Mountainous area in New South Wales, Australia

Barrington Tops is part of the Great Dividing Range in New South Wales, Australia, between Gloucester and Scone.

In 1934, the area was difficult to access and was described as being "not traceable to any man-made feature".

Part of the area has been conserved as the Barrington Tops National Park and as the Barrington Tops State Conservation Area.

Invasive species are a problem in parts of Barrington Tops. Feral animals, including feral horses, goats, dogs, cats, pigs, foxes and deer occur in the area, and control measures are undertaken by the National Parks and Wildlife Service. Scotch broom (Cytisus scoparius) infests 10000 ha of the national park. Biological control agents including the broom gall mite (Aceria genistae) are being tested for their effectiveness.

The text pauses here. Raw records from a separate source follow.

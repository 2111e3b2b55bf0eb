//! # Dynamic Invocation
//!
//! The [`Invoker`] ties the pieces together for one call: resolve the method
//! schema through a [`DescriptorSource`], issue the unary call exactly once
//! with the supplied metadata, and collect the terminal [`CallOutcome`] —
//! all bounded by the caller's deadline.
//!
//! Every failure class is folded into a `CallOutcome::Failure` with a
//! `tonic::Code`, so callers translate outcomes uniformly instead of handling
//! a zoo of error types. Nothing is retried: a call succeeds once or fails
//! once within its deadline.
use crate::BoxError;
use crate::descriptor::DescriptorSource;
use crate::grpc::client::{GrpcClient, GrpcRequestError};
use http_body::Body as HttpBody;
use std::time::Duration;
use tonic::{Code, client::GrpcService, transport::Channel};

/// The terminal result of one bridged call. Exactly one variant is produced
/// per call; outcomes are never cached and calls are never retried.
#[derive(Debug, Clone)]
pub enum CallOutcome {
    /// The call completed and returned this payload.
    Success(serde_json::Value),
    /// The call failed with a terminal status.
    Failure { code: Code, message: String },
}

impl CallOutcome {
    pub fn failure(code: Code, message: impl Into<String>) -> Self {
        Self::Failure {
            code,
            message: message.into(),
        }
    }
}

/// Issues dynamic unary calls over a shared long-lived connection.
///
/// The invoker does not own the connection lifecycle; it only issues calls on
/// the service it was built with.
pub struct Invoker<D, S = Channel> {
    source: D,
    client: GrpcClient<S>,
}

impl<D: Clone, S: Clone> Clone for Invoker<D, S> {
    fn clone(&self) -> Self {
        Self {
            source: self.source.clone(),
            client: self.client.clone(),
        }
    }
}

impl<D, S> Invoker<D, S>
where
    D: DescriptorSource,
    S: GrpcService<tonic::body::Body> + Clone + Send + Sync + 'static,
    S::Error: Into<BoxError>,
    S::Future: Send,
    S::ResponseBody: HttpBody<Data = tonic::codegen::Bytes> + Send + 'static,
    <S::ResponseBody as HttpBody>::Error: Into<BoxError> + Send,
{
    pub fn new(source: D, service: S) -> Self {
        Self {
            source,
            client: GrpcClient::new(service),
        }
    }

    /// Resolves `service`/`method` and calls it once with `document` as the
    /// request and `metadata` attached, bounded by `deadline`.
    ///
    /// The deadline covers schema resolution and the call combined; expiry
    /// aborts whichever step is pending and surfaces as an unavailability
    /// failure rather than a hang.
    pub async fn invoke(
        &self,
        service: &str,
        method: &str,
        document: serde_json::Value,
        metadata: Vec<(String, String)>,
        deadline: Duration,
    ) -> CallOutcome {
        let call = self.call(service, method, document, metadata, deadline);
        match tokio::time::timeout(deadline, call).await {
            Ok(outcome) => outcome,
            Err(_) => {
                tracing::warn!(service, method, "call aborted: deadline exceeded");
                CallOutcome::failure(
                    Code::Unavailable,
                    format!("deadline of {}ms exceeded", deadline.as_millis()),
                )
            }
        }
    }

    async fn call(
        &self,
        service: &str,
        method: &str,
        document: serde_json::Value,
        metadata: Vec<(String, String)>,
        deadline: Duration,
    ) -> CallOutcome {
        let descriptor = match self.source.resolve_method(service, method).await {
            Ok(descriptor) => descriptor,
            Err(err) if err.is_not_found() => {
                tracing::warn!(service, method, "method resolution failed: {err}");
                return CallOutcome::failure(Code::Unimplemented, err.to_string());
            }
            Err(err) => {
                tracing::warn!(service, method, "schema discovery failed: {err}");
                return CallOutcome::failure(Code::Unavailable, err.to_string());
            }
        };

        if descriptor.is_client_streaming() || descriptor.is_server_streaming() {
            return CallOutcome::failure(
                Code::Unimplemented,
                format!("method '{service}/{method}' is not unary"),
            );
        }

        let mut client = self.client.clone();
        match client
            .unary(descriptor, document, metadata, Some(deadline))
            .await
        {
            Ok(Ok(payload)) => {
                tracing::debug!(service, method, "call succeeded");
                CallOutcome::Success(payload)
            }
            Ok(Err(status)) => {
                tracing::debug!(
                    service,
                    method,
                    code = ?status.code(),
                    "backend returned a terminal error status"
                );
                CallOutcome::Failure {
                    code: status.code(),
                    message: status.message().to_string(),
                }
            }
            Err(err @ GrpcRequestError::NotReady(_)) => {
                tracing::warn!(service, method, "transport failure: {err}");
                CallOutcome::failure(Code::Unavailable, err.to_string())
            }
            Err(err) => CallOutcome::failure(Code::Internal, err.to_string()),
        }
    }
}
use super::{Binding, build_router};
use crate::auth::{AuthError, TokenExchanger};
use crate::config::{Backend, Config, Interceptor, Route};
use async_trait::async_trait;
use axum::Router;
use axum::body::Body;
use axum::http::{Request, StatusCode, header};
use gangway_core::{descriptor::ReflectionSource, invoke::Invoker};
use registry_service::RegistryService;
use std::collections::HashMap;
use std::sync::Arc;
use std::sync::atomic::{AtomicUsize, Ordering};
use tokio_stream::wrappers::TcpListenerStream;
use tonic::transport::{Endpoint, Server};
use tower::ServiceExt;

/// Token exchanger double: counts calls and returns a fixed result.
struct MockExchanger {
    calls: AtomicUsize,
    credential: Option<String>,
}

impl MockExchanger {
    fn accepting() -> Arc<Self> {
        Arc::new(Self {
            calls: AtomicUsize::new(0),
            credential: Some("fixture-credential".to_string()),
        })
    }

    fn rejecting() -> Arc<Self> {
        Arc::new(Self {
            calls: AtomicUsize::new(0),
            credential: None,
        })
    }

    fn calls(&self) -> usize {
        self.calls.load(Ordering::SeqCst)
    }
}

#[async_trait]
impl TokenExchanger for MockExchanger {
    async fn exchange(&self, _token: &str) -> Result<String, AuthError> {
        self.calls.fetch_add(1, Ordering::SeqCst);
        self.credential.clone().ok_or(AuthError::Rejected)
    }
}

/// Serves the fixture backend plus its reflection endpoint on an ephemeral
/// port, returning the address and a counter handle.
async fn spawn_backend() -> (String, RegistryService) {
    let listener = tokio::net::TcpListener::bind("127.0.0.1:0").await.unwrap();
    let addr = listener.local_addr().unwrap();

    let reflection = tonic_reflection::server::Builder::configure()
        .register_file_descriptor_set(registry_service::file_descriptor_set())
        .build_v1()
        .unwrap();
    let service = RegistryService::new();
    let backend = service.clone();

    tokio::spawn(async move {
        Server::builder()
            .add_service(reflection)
            .add_service(backend)
            .serve_with_incoming(TcpListenerStream::new(listener))
            .await
    });

    (format!("http://{addr}"), service)
}

/// Builds a gateway router over a freshly spawned fixture backend.
/// `routes` entries are `(path, http method, rpc name)`.
async fn gateway(
    routes: &[(&str, &str, &str)],
    timeout_secs: u64,
    exchanger: Arc<MockExchanger>,
) -> (Router, RegistryService) {
    let (addr, service) = spawn_backend().await;

    let config = Config {
        listen: "127.0.0.1:0".parse().unwrap(),
        timeout_secs,
        interceptor: Interceptor {
            url: "http://127.0.0.1:9/unused".to_string(),
        },
        backends: vec![Backend {
            name: "registry".to_string(),
            addr: addr.clone(),
            service: registry_service::SERVICE_NAME.to_string(),
        }],
        routes: routes
            .iter()
            .map(|(path, method, rpc)| Route {
                path: path.to_string(),
                method: method.to_string(),
                backend: "registry".to_string(),
                rpc: rpc.to_string(),
            })
            .collect(),
    };

    let channel = Endpoint::new(addr).unwrap().connect_lazy();
    let bindings = HashMap::from([(
        "registry".to_string(),
        Binding {
            service: registry_service::SERVICE_NAME.to_string(),
            channel: channel.clone(),
            invoker: Invoker::new(ReflectionSource::new(channel.clone()), channel),
        },
    )]);

    let router = build_router(&config, bindings, exchanger).unwrap();
    (router, service)
}

async fn send(router: &Router, request: Request<Body>) -> (StatusCode, String) {
    let response = router.clone().oneshot(request).await.unwrap();
    let status = response.status();
    let bytes = axum::body::to_bytes(response.into_body(), usize::MAX)
        .await
        .unwrap();
    (status, String::from_utf8(bytes.to_vec()).unwrap())
}

fn authorized(method: &str, uri: &str, body: Body) -> Request<Body> {
    Request::builder()
        .method(method)
        .uri(uri)
        .header(header::AUTHORIZATION, "Bearer abc123")
        .header(header::CONTENT_TYPE, "application/json")
        .body(body)
        .unwrap()
}

#[tokio::test]
async fn query_parameters_reach_the_backend() {
    let exchanger = MockExchanger::accepting();
    let (router, _service) = gateway(&[("/namespaces", "GET", "Get")], 5, exchanger).await;

    let request = authorized("GET", "/namespaces?name=ns1", Body::empty());
    let response = router.clone().oneshot(request).await.unwrap();
    assert_eq!(response.status(), StatusCode::OK);
    assert_eq!(
        response.headers()[header::CONTENT_TYPE],
        "application/json"
    );

    let bytes = axum::body::to_bytes(response.into_body(), usize::MAX)
        .await
        .unwrap();
    let payload: serde_json::Value = serde_json::from_slice(&bytes).unwrap();
    assert_eq!(payload, serde_json::json!({"ok": true}));
}

#[tokio::test]
async fn empty_authorization_fails_before_any_call() {
    let exchanger = MockExchanger::accepting();
    let (router, service) =
        gateway(&[("/namespaces", "GET", "Get")], 5, exchanger.clone()).await;

    let request = Request::builder()
        .method("GET")
        .uri("/namespaces?name=ns1")
        .header(header::AUTHORIZATION, "")
        .body(Body::empty())
        .unwrap();
    let (status, _body) = send(&router, request).await;

    assert_eq!(status, StatusCode::UNAUTHORIZED);
    assert_eq!(exchanger.calls(), 0);
    assert_eq!(service.calls(), 0);
}

#[tokio::test]
async fn a_header_short_of_the_minimum_is_rejected() {
    let exchanger = MockExchanger::accepting();
    let (router, service) =
        gateway(&[("/namespaces", "GET", "Get")], 5, exchanger.clone()).await;

    // 8 bytes: scheme prefix plus a single credential character.
    let request = Request::builder()
        .method("GET")
        .uri("/namespaces")
        .header(header::AUTHORIZATION, "Bearer x")
        .body(Body::empty())
        .unwrap();
    let (status, _body) = send(&router, request).await;

    assert_eq!(status, StatusCode::UNAUTHORIZED);
    assert_eq!(exchanger.calls(), 0);
    assert_eq!(service.calls(), 0);
}

#[tokio::test]
async fn a_rejected_exchange_is_unauthorized() {
    let exchanger = MockExchanger::rejecting();
    let (router, service) =
        gateway(&[("/namespaces", "GET", "Get")], 5, exchanger.clone()).await;

    let request = authorized("GET", "/namespaces?name=ns1", Body::empty());
    let (status, body) = send(&router, request).await;

    assert_eq!(status, StatusCode::UNAUTHORIZED);
    assert_eq!(body, "invalid token");
    assert_eq!(exchanger.calls(), 1);
    assert_eq!(service.calls(), 0);
}

#[tokio::test]
async fn a_backend_denial_maps_to_forbidden() {
    let exchanger = MockExchanger::accepting();
    let (router, _service) = gateway(&[("/namespaces", "GET", "Get")], 5, exchanger).await;

    let request = authorized("GET", "/namespaces?name=denied", Body::empty());
    let (status, body) = send(&router, request).await;

    assert_eq!(status, StatusCode::FORBIDDEN);
    // The status message appears exactly once: one write per request.
    assert_eq!(body, "forbidden");
}

#[tokio::test]
async fn an_unknown_rpc_is_not_found_without_a_call() {
    let exchanger = MockExchanger::accepting();
    let (router, service) =
        gateway(&[("/vanished", "GET", "Vanish")], 5, exchanger).await;

    let request = authorized("GET", "/vanished", Body::empty());
    let (status, _body) = send(&router, request).await;

    assert_eq!(status, StatusCode::NOT_FOUND);
    assert_eq!(service.calls(), 0);
}

#[tokio::test]
async fn a_slow_backend_times_out_instead_of_hanging() {
    let exchanger = MockExchanger::accepting();
    let (router, _service) = gateway(&[("/slow", "POST", "Get")], 1, exchanger).await;

    let body = Body::from(r#"{"name":"slow","delay":5000}"#);
    let request = authorized("POST", "/slow", body);

    let started = std::time::Instant::now();
    let (status, _body) = send(&router, request).await;

    assert_eq!(status, StatusCode::SERVICE_UNAVAILABLE);
    assert!(started.elapsed() < std::time::Duration::from_secs(4));
}

#[tokio::test]
async fn path_parameters_override_body_fields() {
    let exchanger = MockExchanger::accepting();
    let (router, _service) =
        gateway(&[("/registry/{name}", "POST", "Put")], 5, exchanger).await;

    let body = Body::from(r#"{"name":"from-body","value":"v1"}"#);
    let request = authorized("POST", "/registry/from-path", body);
    let (status, body) = send(&router, request).await;

    assert_eq!(status, StatusCode::OK);
    let payload: serde_json::Value = serde_json::from_str(&body).unwrap();
    assert_eq!(payload, serde_json::json!({"message": "from-path=v1"}));
}

#[tokio::test]
async fn the_exchanged_credential_reaches_the_backend() {
    let exchanger = MockExchanger::accepting();
    let (router, _service) = gateway(&[("/whoami", "GET", "Whoami")], 5, exchanger).await;

    let request = authorized("GET", "/whoami", Body::empty());
    let (status, body) = send(&router, request).await;

    assert_eq!(status, StatusCode::OK);
    let payload: serde_json::Value = serde_json::from_str(&body).unwrap();
    assert_eq!(
        payload,
        serde_json::json!({"value": "fixture-credential"})
    );
}

#[tokio::test]
async fn the_health_probe_needs_no_credential() {
    let exchanger = MockExchanger::accepting();
    let (router, _service) = gateway(&[], 5, exchanger).await;

    let request = Request::builder()
        .method("GET")
        .uri("/healthz")
        .body(Body::empty())
        .unwrap();
    let (status, body) = send(&router, request).await;

    assert_eq!(status, StatusCode::OK);
    assert_eq!(body, "ok");
}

Tasmanian devils have been reintroduced by Aussie Ark to enclosures near Barrington Tops in a project to save the endangered species that is at serious risk of extinction. Its 400 ha Barrington Wildlife Sanctuary was officially opened in November 2021, with the aim of protecting the natural habitat by removing noxious weeds and augmentation with native plants, and returning extirpated species. In late 2020, 26 adult devils were released into the wildlife sanctuary, and by late April 2021, seven joeys had been born, with up to 20 expected by the end of the year. Other breeding programs include the eastern quoll.